Only these lines of the data below are wanted: the one with "let settings = match", the one with "pub fn router()", and any lines between them, each repeated exactly.

Saved data entries
%%

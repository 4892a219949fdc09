pub mod fetcher;

pub use crate::domain::model::{BatchItemResult, Dataset, LookupOutcome, Pin, PropertyResult, Record};
pub use crate::domain::ports::CatalogSource;
pub use crate::utils::error::Result;
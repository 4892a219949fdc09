use assessment_proxy::utils::logger;
use assessment_proxy::{AggregatingFetcher, AppState, CatalogClient, CliArgs, Settings};
use clap::Parser;
use std::sync::Arc;

#[tokio::main]
async fn main() -> anyhow::Result<()> {
    let args = CliArgs::parse();

    logger::init_logger(args.verbose, args.log_format);

    tracing::info!("Starting assessment-proxy");
    if args.verbose {
        tracing::debug!("CLI args: {:?}", args);
    }

    let settings = match Settings::load(&args) {
        Ok(settings) => settings,
        Err(e) => {
            tracing::error!("❌ Configuration validation failed: {}", e);
            eprintln!("❌ {}", e);
            std::process::exit(1);
        }
    };
    tracing::debug!("Resolved settings: {:?}", settings);

    let catalog = CatalogClient::new(settings.catalog.clone())?;
    let state = AppState::new(AggregatingFetcher::new(Arc::new(catalog)));

    assessment_proxy::api::setup_and_serve(&settings, state).await
}
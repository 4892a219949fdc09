use axum::routing::{get, post};
use axum::Router;

use crate::api::AppState;

pub mod handlers;

pub fn router() -> Router<AppState> {
    Router::new()
        .route("/assessment/:pin", get(handlers::get_assessment_handler))
        .route("/commercial/:pin", get(handlers::get_commercial_handler))
        .route("/property/:pin", get(handlers::get_property_handler))
        .route("/properties/batch", post(handlers::post_batch_handler))
}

%%

## Solution for this task
    let settings = match Settings::load(&args) {
        Ok(settings) => settings,
        Err(e) => {
            tracing::error!("❌ Configuration validation failed: {}", e);
            eprintln!("❌ {}", e);
            std::process::exit(1);
        }
    };
    tracing::debug!("Resolved settings: {:?}", settings);

    let catalog = CatalogClient::new(settings.catalog.clone())?;
    let state = AppState::new(AggregatingFetcher::new(Arc::new(catalog)));

    assessment_proxy::api::setup_and_serve(&settings, state).await
}
repository 4892a219949fdc09
use axum::routing::{get, post};
use axum::Router;

use crate::api::AppState;

pub mod handlers;

pub fn router() -> Router<AppState> {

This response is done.